The NZ business employs specialists ranging from graduates in anthropology and design to physicists and cartographers.
"Cartography is a good analogy for what we do - cartography is about making things to the right dimensions," says Nygren.
It's similar to the way someone will draw a friend a map - there will just be a few key landmarks and not too much detail.
It's called user experience design, says Nygren, who joined the business a year ago.
"I was a client at Sovereign and was completely enamoured with the approach of interactive design, getting the users into the process," he said.
Since arriving in New Zealand 16 years ago, Nygren worked at Fonterra and Sovereign in innovation and strategy roles. He is also an active investor, director and shareholder in a number of start-ups here and in Sweden as well as being an executive-in-residence for The Icehouse.
Nygren sees Optimal playing a more strategic role with customers on design.
"Often what we've done in the past is help people understand users - now it's at a higher strategic level. It's more about co-design. Companies come to us with cool ideas that they want designed."

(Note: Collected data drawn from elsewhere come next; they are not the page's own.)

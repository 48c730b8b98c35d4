//! Source-like rendering of a program, used by `bsc --ast`.
//!
//! Builder-inserted casts are shown as calls (`float(x)`) so the output of an
//! annotated tree shows where promotions happened.

use crate::lang::ast::{CastKind, Exp, ExpKind, Program, Stmt, TypeRef, UnOp};

pub fn format_program(program: &Program) -> String {
    let mut out = String::new();
    for stmt in &program.items {
        write_stmt(&mut out, stmt, 0);
    }
    out
}

fn indent(out: &mut String, depth: usize) {
    for _ in 0..depth {
        out.push_str("    ");
    }
}

fn dims(ty: &TypeRef) -> String {
    ty.dims.iter().map(|d| format!("[{}]", d)).collect()
}

fn write_block(out: &mut String, body: &[Stmt], depth: usize) {
    out.push_str("{\n");
    for stmt in body {
        write_stmt(out, stmt, depth + 1);
    }
    indent(out, depth);
    out.push('}');
}

fn write_stmt(out: &mut String, stmt: &Stmt, depth: usize) {
    indent(out, depth);
    match stmt {
        Stmt::Expr(e) => {
            out.push_str(&format_exp(e));
            out.push_str(";\n");
        }
        Stmt::VarDecl(v) => {
            if v.is_extern {
                out.push_str("extern ");
            }
            out.push_str(&format!("{} {}{}", v.ty.name, v.name, dims(&v.ty)));
            if let Some(init) = &v.init {
                out.push_str(&format!(" = {}", format_exp(init)));
            }
            out.push_str(";\n");
        }
        Stmt::If {
            branches,
            else_body,
            ..
        } => {
            for (i, branch) in branches.iter().enumerate() {
                let keyword = if i == 0 { "if" } else { " elif" };
                out.push_str(&format!("{} ({}) ", keyword, format_exp(&branch.cond)));
                write_block(out, &branch.body, depth);
            }
            if let Some(body) = else_body {
                out.push_str(" else ");
                write_block(out, body, depth);
            }
            out.push('\n');
        }
        Stmt::While { cond, body, .. } => {
            out.push_str(&format!("while ({}) ", format_exp(cond)));
            write_block(out, body, depth);
            out.push('\n');
        }
        Stmt::Return { value, .. } => match value {
            Some(v) => out.push_str(&format!("return {};\n", format_exp(v))),
            None => out.push_str("return;\n"),
        },
        Stmt::Struct(s) => {
            out.push_str(&format!("struct {} {{\n", s.name));
            for (ty, name) in &s.members {
                indent(out, depth + 1);
                out.push_str(&format!("{} {}{};\n", ty.name, name, dims(ty)));
            }
            indent(out, depth);
            out.push_str("};\n");
        }
        Stmt::Enum(e) => {
            let values: Vec<String> = e
                .values
                .iter()
                .map(|(name, value)| match value {
                    Some(v) => format!("{} = {}", name, v),
                    None => name.clone(),
                })
                .collect();
            out.push_str(&format!("enum {} {{ {} }};\n", e.name, values.join(", ")));
        }
        Stmt::Fun(f) => {
            let params: Vec<String> = f
                .params
                .iter()
                .map(|p| format!("{} {}{}", p.ty.name, p.name, dims(&p.ty)))
                .collect();
            out.push_str(&format!("{} {}({})", f.ret.name, f.name, params.join(", ")));
            match &f.body {
                Some(body) => {
                    out.push(' ');
                    write_block(out, body, depth);
                    out.push('\n');
                }
                None => out.push_str(";\n"),
            }
        }
    }
}

fn format_args(args: &[Exp]) -> String {
    args.iter().map(format_exp).collect::<Vec<_>>().join(", ")
}

pub fn format_exp(exp: &Exp) -> String {
    match &exp.kind {
        ExpKind::Int(n) => n.to_string(),
        ExpKind::Float(f) => format!("{:?}", f),
        ExpKind::Str(s) => format!("{:?}", s),
        ExpKind::Ident { name, .. } => name.clone(),
        ExpKind::Binary { op, lhs, rhs } => {
            format!("({} {} {})", format_exp(lhs), op.symbol(), format_exp(rhs))
        }
        ExpKind::Unary { op, operand } => {
            let symbol = match op {
                UnOp::Neg => "-",
                UnOp::Not => "!",
            };
            format!("{}{}", symbol, format_exp(operand))
        }
        ExpKind::Assign { target, value } => {
            format!("{} = {}", format_exp(target), format_exp(value))
        }
        ExpKind::Call { name, args, .. } => format!("{}({})", name, format_args(args)),
        ExpKind::Index { base, index } => format!("{}[{}]", format_exp(base), format_exp(index)),
        ExpKind::Member { base, name, .. } => format!("{}.{}", format_exp(base), name),
        ExpKind::Arrow {
            object, name, args, ..
        } => match args {
            Some(args) => format!("{}->{}({})", format_exp(object), name, format_args(args)),
            None => format!("{}->{}", format_exp(object), name),
        },
        ExpKind::Cast { kind, operand } => {
            let name = match (kind, &exp.ty) {
                (_, Some(ty)) => ty.name.clone(),
                (CastKind::IntToFloat, None) => "float".to_string(),
                (CastKind::FloatToInt, None) => "int".to_string(),
                (CastKind::Splat(n), None) => format!("float{}", n),
                (CastKind::Retag, None) => "int".to_string(),
            };
            format!("{}({})", name, format_exp(operand))
        }
    }
}
use std::sync::Arc;

use tracing::debug;

use crate::lang::symbol_table::{SymbolError, SymbolTable};
use crate::runtime::intrinsics::{HostEnvironment, create_runtime_table};
use crate::script::block_lib::BlockLib;
use crate::script::block_script::BlockScript;

/// Owns the runtime library and hands out scripts and libraries linked to
/// it. Managers are independent: two managers in one process share nothing.
#[derive(Debug)]
pub struct BlockScriptManager {
    env: HostEnvironment,
    runtime: Arc<SymbolTable>,
}

impl BlockScriptManager {
    pub fn new(env: HostEnvironment) -> Result<Self, SymbolError> {
        let runtime = Arc::new(create_runtime_table(&env)?);
        debug!("block script manager ready");
        Ok(BlockScriptManager { env, runtime })
    }

    pub fn create_block_script(&self) -> BlockScript {
        BlockScript::new(self.runtime.clone())
    }

    pub fn create_block_lib(&self, name: &str) -> BlockLib {
        BlockLib::new(name, self.runtime.clone())
    }

    pub fn runtime_lib(&self) -> &Arc<SymbolTable> {
        &self.runtime
    }

    pub fn environment(&self) -> &HostEnvironment {
        &self.env
    }
}
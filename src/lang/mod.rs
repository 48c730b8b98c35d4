//! # BlockScript language model
//!
//! Types, symbol tables and the syntax tree shared by the compiler stages.
//! The parser produces a [`ast::Program`]; the builder annotates it in place
//! with types and resolved symbols.

pub mod ast;
pub mod pretty;
pub mod symbol_table;
pub mod types;
pub mod value;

Nygren likes clients to approach Optimal early on in the process. "Our preference is that customers come to us with a sketch, saying 'we are thinking about doing this'. It's about being able to help influence what they put out there," says the CEO.
Tourism NZ is going to make some quite fundamental changes to its website, NZ.com, after working with Optimal, he says.
Nygren would like to see growth in the Australian business, which Optimal Usability half owns, and is a third the size of the New Zealand business.
"We've also got our eye on Asia. Our industry is reasonably immature, this is where Trent needs to set us up to succeed, while I will run the business in NZ."
With the company's turnover at close to $3 million, Nygren believes it will be growing more quickly year on year.
Meanwhile the potential in NZ is still excellent. Companies are really waking up to the importance of user centred design, he says.
"Competing on experience is all they have got when they can't compete on cost or brand."